[What to do] Among the entries below, take the line with "filename crates/css/src/options.rs" and the line with "pub struct Options", and output them and every line between them exactly, with nothing else.
━━━ Source information
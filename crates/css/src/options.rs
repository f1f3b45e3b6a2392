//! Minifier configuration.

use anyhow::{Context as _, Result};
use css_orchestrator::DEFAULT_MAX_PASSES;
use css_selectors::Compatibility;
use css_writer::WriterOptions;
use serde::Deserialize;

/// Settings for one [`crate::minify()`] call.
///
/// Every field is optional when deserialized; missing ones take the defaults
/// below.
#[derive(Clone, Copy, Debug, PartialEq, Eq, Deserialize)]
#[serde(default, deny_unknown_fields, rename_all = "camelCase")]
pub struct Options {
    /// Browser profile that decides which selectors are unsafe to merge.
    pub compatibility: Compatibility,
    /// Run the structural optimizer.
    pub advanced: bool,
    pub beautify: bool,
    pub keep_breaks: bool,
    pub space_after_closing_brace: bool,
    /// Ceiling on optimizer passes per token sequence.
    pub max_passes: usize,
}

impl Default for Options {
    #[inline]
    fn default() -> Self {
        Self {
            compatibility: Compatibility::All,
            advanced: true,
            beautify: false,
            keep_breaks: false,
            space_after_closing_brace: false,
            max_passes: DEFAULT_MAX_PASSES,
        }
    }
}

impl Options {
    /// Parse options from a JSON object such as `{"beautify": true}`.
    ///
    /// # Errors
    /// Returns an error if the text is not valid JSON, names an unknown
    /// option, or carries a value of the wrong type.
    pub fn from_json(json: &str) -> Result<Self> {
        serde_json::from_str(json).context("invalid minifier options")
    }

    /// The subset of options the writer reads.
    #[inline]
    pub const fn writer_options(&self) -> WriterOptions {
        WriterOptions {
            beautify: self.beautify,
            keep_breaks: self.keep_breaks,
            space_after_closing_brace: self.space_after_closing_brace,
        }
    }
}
━━━━━━
━━━ Source information
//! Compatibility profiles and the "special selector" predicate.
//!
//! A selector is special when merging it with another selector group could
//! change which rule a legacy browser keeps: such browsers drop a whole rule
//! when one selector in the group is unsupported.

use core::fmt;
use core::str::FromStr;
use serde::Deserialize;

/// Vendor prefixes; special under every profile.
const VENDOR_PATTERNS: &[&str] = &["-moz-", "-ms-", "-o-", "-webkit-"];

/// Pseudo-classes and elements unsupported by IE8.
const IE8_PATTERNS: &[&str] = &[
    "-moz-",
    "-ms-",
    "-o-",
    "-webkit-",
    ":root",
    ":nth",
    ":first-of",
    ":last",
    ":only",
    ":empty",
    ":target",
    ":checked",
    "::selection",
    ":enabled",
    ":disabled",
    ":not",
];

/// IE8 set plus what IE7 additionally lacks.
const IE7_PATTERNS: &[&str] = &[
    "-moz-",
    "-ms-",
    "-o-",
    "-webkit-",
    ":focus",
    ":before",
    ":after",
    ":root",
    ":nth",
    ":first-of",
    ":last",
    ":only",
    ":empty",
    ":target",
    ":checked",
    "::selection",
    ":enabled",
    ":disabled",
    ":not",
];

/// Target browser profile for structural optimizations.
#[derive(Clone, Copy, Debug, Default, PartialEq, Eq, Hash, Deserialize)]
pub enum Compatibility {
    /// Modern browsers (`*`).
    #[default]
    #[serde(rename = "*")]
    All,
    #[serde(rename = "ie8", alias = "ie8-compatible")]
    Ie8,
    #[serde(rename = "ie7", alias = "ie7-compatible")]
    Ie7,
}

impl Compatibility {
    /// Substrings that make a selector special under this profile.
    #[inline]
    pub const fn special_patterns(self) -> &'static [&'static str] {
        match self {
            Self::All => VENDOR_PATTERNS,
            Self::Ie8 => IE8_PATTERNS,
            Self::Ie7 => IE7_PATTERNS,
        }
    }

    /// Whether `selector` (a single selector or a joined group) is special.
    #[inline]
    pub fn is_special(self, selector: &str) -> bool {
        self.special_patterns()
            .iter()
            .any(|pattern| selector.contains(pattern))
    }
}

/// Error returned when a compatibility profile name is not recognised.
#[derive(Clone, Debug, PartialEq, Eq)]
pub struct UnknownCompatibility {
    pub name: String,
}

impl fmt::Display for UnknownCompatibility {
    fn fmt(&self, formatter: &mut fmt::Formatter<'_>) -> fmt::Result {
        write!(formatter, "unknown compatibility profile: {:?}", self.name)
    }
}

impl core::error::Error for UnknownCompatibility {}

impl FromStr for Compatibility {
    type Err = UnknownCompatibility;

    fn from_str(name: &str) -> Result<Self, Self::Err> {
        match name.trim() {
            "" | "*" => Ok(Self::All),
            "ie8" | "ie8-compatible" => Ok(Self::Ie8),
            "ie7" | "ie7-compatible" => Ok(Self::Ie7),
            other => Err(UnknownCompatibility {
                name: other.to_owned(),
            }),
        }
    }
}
━━━━━━
[The answer]
filename crates/css/src/options.rs
repository f1f3b45e3b6a2392
//! Minifier configuration.

use anyhow::{Context as _, Result};
use css_orchestrator::DEFAULT_MAX_PASSES;
use css_selectors::Compatibility;
use css_writer::WriterOptions;
use serde::Deserialize;

/// Settings for one [`crate::minify()`] call.
///
/// Every field is optional when deserialized; missing ones take the defaults
/// below.
#[derive(Clone, Copy, Debug, PartialEq, Eq, Deserialize)]
#[serde(default, deny_unknown_fields, rename_all = "camelCase")]
pub struct Options {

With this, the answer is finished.